§ **WHAT TO PRODUCE**
In the listing below, find the line with "pub const GRAY: Color", then repeat exactly every line from the top through that one.

——

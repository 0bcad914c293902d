#[derive(Clone, Copy, Debug, Default, PartialEq)]
pub struct Color(pub u8, pub u8, pub u8, pub u8);

impl Color {
    pub const TRANSPARENT: Color = Color(0, 0, 0, 0);
    pub const BLACK: Color = Color(0, 0, 0, 255);
    pub const WHITE: Color = Color(255, 255, 255, 255);
    pub const BLUE: Color = Color(0, 0, 255, 255);
    pub const GREEN: Color = Color(0, 255, 0, 255);
    pub const GRAY: Color = Color(128, 128, 128, 255);

    pub fn from_rgb(r: u8, g: u8, b: u8) -> Self {
        Color(r, g, b, 255)
    }
    pub fn from_rgba(r: u8, g: u8, b: u8, a: u8) -> Self {
        Color(r, g, b, a)
    }

    /// Lenient parse: malformed input falls back to opaque black.
    pub fn from_hex(hex: &str) -> Self {
        Self::parse_hex(hex).unwrap_or(Color::BLACK)
    }

    /// Strict parse of `#RRGGBB` or `#RRGGBBAA` (leading `#` optional).
    pub fn parse_hex(hex: &str) -> Option<Self> {
        let s = hex.trim_start_matches('#');
        if !s.is_ascii() {
            return None;
        }
        let channel = |i: usize| u8::from_str_radix(&s[i..i + 2], 16).ok();
        match s.len() {
            6 => Some(Color(channel(0)?, channel(2)?, channel(4)?, 255)),
            8 => Some(Color(channel(0)?, channel(2)?, channel(4)?, channel(6)?)),
            _ => None,
        }
    }

    pub fn with_alpha(self, a: u8) -> Self {
        Color(self.0, self.1, self.2, a)
    }

    /// Scales this color's alpha by `opacity` in `[0, 1]`.
    pub fn faded(self, opacity: f32) -> Self {
        let a = (self.3 as f32 * opacity.clamp(0.0, 1.0)).round() as u8;
        self.with_alpha(a)
    }
}
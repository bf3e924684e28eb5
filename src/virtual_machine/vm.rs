//! Core virtual machine implementation.
//!
//! The VM executes a [`ProgramImage`] against an [`OperandStack`]. Each step
//! fetches the opcode at the instruction pointer, reads its immediate byte if
//! it has one, and applies the instruction. Execution ends when the halt byte
//! is reached, either the one appended after the declared instructions or an
//! explicit `halt`.
//!
//! All arithmetic wraps modulo 2^32. Every memory access is bounds-checked and
//! reported as a [`VMError`] carrying the failing instruction and its offset.

use crate::debug;
use crate::virtual_machine::console::Console;
use crate::virtual_machine::errors::VMError;
use crate::virtual_machine::isa::Instruction;
use crate::virtual_machine::program::ProgramImage;
use crate::virtual_machine::stack::{OperandStack, StackUnderflow};

macro_rules! exec_vm {
    // Entry point
    (
        vm = $vm:ident,
        console = $console:ident,
        instr = $instr:ident,
        { $( $variant:ident => $handler:ident $args:tt ),* $(,)? }
    ) => {{
        match $instr {
            $(
                Instruction::$variant => exec_vm!(@call $vm, $console, $handler, $args),
            )*
        }
    }};

    // Handler that talks to the console
    (@call $vm:ident, $console:ident, $handler:ident, (console)) => {{
        $vm.$handler($console)
    }};

    // Handler with immediate operands
    (@call $vm:ident, $console:ident, $handler:ident,
        ( $( $field:ident : $kind:ident ),* $(,)? )
    ) => {{
        $( let $field = exec_vm!(@read $vm, $kind)?; )*
        $vm.$handler($( $field ),*)
    }};

    // Data segment address
    (@read $vm:ident, Addr) => {{
        $vm.read_operand()
    }};

    // Absolute instruction index
    (@read $vm:ident, Target) => {{
        $vm.read_operand()
    }};
}

/// Bytecode virtual machine.
///
/// Borrows the data and instruction segments of one [`ProgramImage`] and owns
/// the operand stack for a single run.
pub struct VM<'a> {
    /// Data segment, read by `load`.
    data: &'a [u32],
    /// Instruction segment, including the trailing halt byte.
    instructions: &'a [u8],
    /// Number of declared instruction bytes; `instructions[limit]` is the halt byte.
    limit: usize,
    /// Instruction pointer (next byte to read).
    ip: usize,
    /// Offset of the instruction currently executing.
    instr_offset: usize,
    /// Instruction currently executing.
    instr: Instruction,
    stack: OperandStack,
    /// Instructions executed so far, halt excluded.
    steps: u64,
}

impl<'a> VM<'a> {
    /// Creates a VM positioned at the first instruction with an empty stack.
    pub fn new(image: &'a ProgramImage) -> Self {
        Self {
            data: image.data(),
            instructions: image.instructions(),
            limit: image.instruction_count(),
            ip: 0,
            instr_offset: 0,
            instr: Instruction::Noop,
            stack: OperandStack::new(),
            steps: 0,
        }
    }

    /// Executes until a halt byte is reached.
    ///
    /// Any runtime error ends the run immediately; the stack is left as it
    /// was when the failing instruction gave up.
    pub fn run<C: Console>(&mut self, console: &mut C) -> Result<(), VMError> {
        loop {
            let instr = self.fetch()?;
            if instr == Instruction::Halt {
                debug!(
                    "halt at {} after {} steps, stack depth {}",
                    self.instr_offset,
                    self.steps,
                    self.stack.len()
                );
                return Ok(());
            }
            debug!(
                "{:>3}  {:<5} {:>3}  depth {}",
                self.instr_offset,
                instr.mnemonic(),
                self.instructions
                    .get(self.ip)
                    .filter(|_| instr.has_immediate())
                    .map(u8::to_string)
                    .unwrap_or_default(),
                self.stack.len()
            );
            self.exec(instr, console)?;
            self.steps += 1;
        }
    }

    /// Operand stack as left by the last run.
    pub fn stack(&self) -> &OperandStack {
        &self.stack
    }

    /// Current instruction pointer.
    pub fn ip(&self) -> usize {
        self.ip
    }

    /// Number of instructions executed, not counting the final halt.
    pub fn steps(&self) -> u64 {
        self.steps
    }

    /// Decodes the opcode at the instruction pointer and advances past it.
    fn fetch(&mut self) -> Result<Instruction, VMError> {
        let offset = self.ip;
        let opcode = self
            .instructions
            .get(offset)
            .copied()
            .ok_or(VMError::InvalidJumpTarget {
                instruction: self.instr.mnemonic(),
                ip: self.instr_offset,
                target: offset,
                limit: self.limit,
            })?;
        let instr = Instruction::try_from(opcode)
            .map_err(|_| VMError::InvalidInstruction { opcode, ip: offset })?;
        self.instr_offset = offset;
        self.instr = instr;
        self.ip = offset + 1;
        Ok(instr)
    }

    /// Reads the immediate byte of the current instruction.
    ///
    /// The halt byte is never an operand: an immediate-operand opcode on the
    /// last declared byte is [`VMError::MissingOperand`].
    fn read_operand(&mut self) -> Result<u8, VMError> {
        if self.ip >= self.limit {
            return Err(VMError::MissingOperand {
                instruction: self.instr.mnemonic(),
                ip: self.instr_offset,
            });
        }
        let byte = self.instructions[self.ip];
        self.ip += 1;
        Ok(byte)
    }

    /// Executes a single instruction.
    fn exec<C: Console>(&mut self, instruction: Instruction, console: &mut C) -> Result<(), VMError> {
        exec_vm! {
            vm = self,
            console = console,
            instr = instruction,
            {
                // Stack manipulation
                Noop => op_noop(),
                Drop => op_drop(),
                Load => op_load(addr: Addr),
                Dup => op_dup(),
                Swap => op_swap(),
                Over => op_over(),
                Rot => op_rot(),
                Nip => op_nip(),
                Tuck => op_tuck(),
                // Integer arithmetic
                Add => op_add(),
                Inc => op_inc(),
                Dec => op_dec(),
                Sub => op_sub(),
                Mul => op_mul(),
                Div => op_div(),
                Mod => op_mod(),
                // Control flow
                Jump => op_jump(target: Target),
                Eqjp => op_eqjp(target: Target),
                Gtjp => op_gtjp(target: Target),
                Ltjp => op_ltjp(target: Target),
                Eqzjp => op_eqzjp(target: Target),
                Gtzjp => op_gtzjp(target: Target),
                Ltzjp => op_ltzjp(target: Target),
                // Console
                In => op_in(console),
                Out => op_out(console),
                // Handled by `run` before dispatch
                Halt => op_noop(),
            }
        }
    }

    fn underflow(&self, err: StackUnderflow) -> VMError {
        VMError::StackUnderflow {
            instruction: self.instr.mnemonic(),
            ip: self.instr_offset,
            depth: err.depth,
            size: err.size,
        }
    }

    fn pop(&mut self) -> Result<u32, VMError> {
        self.stack.pop().map_err(|e| self.underflow(e))
    }

    fn peek(&self, depth: usize) -> Result<u32, VMError> {
        self.stack.peek(depth).map_err(|e| self.underflow(e))
    }

    fn push(&mut self, word: u32) {
        self.stack.push(word);
    }

    /// Pops `b` then `a` and pushes `f(a, b)`.
    fn binary_op(&mut self, f: impl FnOnce(u32, u32) -> u32) -> Result<(), VMError> {
        let b = self.pop()?;
        let a = self.pop()?;
        self.push(f(a, b));
        Ok(())
    }

    /// Pops `b` then `a` and pushes `f(a, b)`, trapping when `b` is zero.
    fn checked_div_op(&mut self, f: impl FnOnce(u32, u32) -> u32) -> Result<(), VMError> {
        let b = self.pop()?;
        let a = self.pop()?;
        if b == 0 {
            return Err(VMError::DivideByZero {
                instruction: self.instr.mnemonic(),
                ip: self.instr_offset,
            });
        }
        self.push(f(a, b));
        Ok(())
    }

    /// Moves the instruction pointer to `target` when `taken`.
    ///
    /// `target` may equal the declared instruction count, which lands on the
    /// halt byte; anything past it is [`VMError::InvalidJumpTarget`].
    fn branch(&mut self, taken: bool, target: u8) -> Result<(), VMError> {
        if !taken {
            return Ok(());
        }
        let target = target as usize;
        if target > self.limit {
            return Err(VMError::InvalidJumpTarget {
                instruction: self.instr.mnemonic(),
                ip: self.instr_offset,
                target,
                limit: self.limit,
            });
        }
        self.ip = target;
        Ok(())
    }

    fn op_noop(&mut self) -> Result<(), VMError> {
        Ok(())
    }

    fn op_drop(&mut self) -> Result<(), VMError> {
        self.pop().map(|_| ())
    }

    fn op_load(&mut self, addr: u8) -> Result<(), VMError> {
        let word = self
            .data
            .get(addr as usize)
            .copied()
            .ok_or(VMError::InvalidDataAddress {
                ip: self.instr_offset,
                address: addr,
                available: self.data.len(),
            })?;
        self.push(word);
        Ok(())
    }

    fn op_dup(&mut self) -> Result<(), VMError> {
        let top = self.peek(0)?;
        self.push(top);
        Ok(())
    }

    fn op_swap(&mut self) -> Result<(), VMError> {
        let b = self.pop()?;
        let a = self.pop()?;
        self.push(b);
        self.push(a);
        Ok(())
    }

    fn op_over(&mut self) -> Result<(), VMError> {
        let second = self.peek(1)?;
        self.push(second);
        Ok(())
    }

    fn op_rot(&mut self) -> Result<(), VMError> {
        let c = self.pop()?;
        let b = self.pop()?;
        let a = self.pop()?;
        self.push(b);
        self.push(c);
        self.push(a);
        Ok(())
    }

    fn op_nip(&mut self) -> Result<(), VMError> {
        let b = self.pop()?;
        self.pop()?;
        self.push(b);
        Ok(())
    }

    fn op_tuck(&mut self) -> Result<(), VMError> {
        let b = self.pop()?;
        let a = self.pop()?;
        self.push(b);
        self.push(a);
        self.push(b);
        Ok(())
    }

    fn op_add(&mut self) -> Result<(), VMError> {
        self.binary_op(u32::wrapping_add)
    }

    fn op_inc(&mut self) -> Result<(), VMError> {
        let a = self.pop()?;
        self.push(a.wrapping_add(1));
        Ok(())
    }

    fn op_dec(&mut self) -> Result<(), VMError> {
        let a = self.pop()?;
        self.push(a.wrapping_sub(1));
        Ok(())
    }

    fn op_sub(&mut self) -> Result<(), VMError> {
        self.binary_op(u32::wrapping_sub)
    }

    fn op_mul(&mut self) -> Result<(), VMError> {
        self.binary_op(u32::wrapping_mul)
    }

    fn op_div(&mut self) -> Result<(), VMError> {
        self.checked_div_op(|a, b| a / b)
    }

    fn op_mod(&mut self) -> Result<(), VMError> {
        self.checked_div_op(|a, b| a % b)
    }

    fn op_jump(&mut self, target: u8) -> Result<(), VMError> {
        self.branch(true, target)
    }

    fn op_eqjp(&mut self, target: u8) -> Result<(), VMError> {
        let b = self.pop()?;
        let a = self.pop()?;
        self.branch(a == b, target)
    }

    fn op_gtjp(&mut self, target: u8) -> Result<(), VMError> {
        let b = self.pop()?;
        let a = self.pop()?;
        self.branch(a > b, target)
    }

    fn op_ltjp(&mut self, target: u8) -> Result<(), VMError> {
        let b = self.pop()?;
        let a = self.pop()?;
        self.branch(a < b, target)
    }

    fn op_eqzjp(&mut self, target: u8) -> Result<(), VMError> {
        let a = self.pop()?;
        self.branch(a == 0, target)
    }

    fn op_gtzjp(&mut self, target: u8) -> Result<(), VMError> {
        let a = self.pop()?;
        self.branch(a > 0, target)
    }

    /// Compares as unsigned, like every other branch, so it is never taken.
    fn op_ltzjp(&mut self, target: u8) -> Result<(), VMError> {
        self.pop()?;
        self.branch(false, target)
    }

    fn op_in<C: Console>(&mut self, console: &mut C) -> Result<(), VMError> {
        let line = console
            .read_line()?
            .ok_or(VMError::EndOfInput {
                ip: self.instr_offset,
            })?;
        let value = line
            .trim()
            .parse::<u32>()
            .map_err(|_| VMError::MalformedInput {
                ip: self.instr_offset,
                input: line.clone(),
            })?;
        self.push(value);
        Ok(())
    }

    fn op_out<C: Console>(&mut self, console: &mut C) -> Result<(), VMError> {
        let value = self.pop()?;
        console.write_value(value)?;
        Ok(())
    }
}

——

§ **WRITTEN SOLUTION**
repository 0bcad914c293902d
#[derive(Clone, Copy, Debug, Default, PartialEq)]
pub struct Color(pub u8, pub u8, pub u8, pub u8);

impl Color {
    pub const TRANSPARENT: Color = Color(0, 0, 0, 0);
    pub const BLACK: Color = Color(0, 0, 0, 255);
    pub const WHITE: Color = Color(255, 255, 255, 255);
    pub const BLUE: Color = Color(0, 0, 255, 255);
    pub const GREEN: Color = Color(0, 255, 0, 255);
    pub const GRAY: Color = Color(128, 128, 128, 255);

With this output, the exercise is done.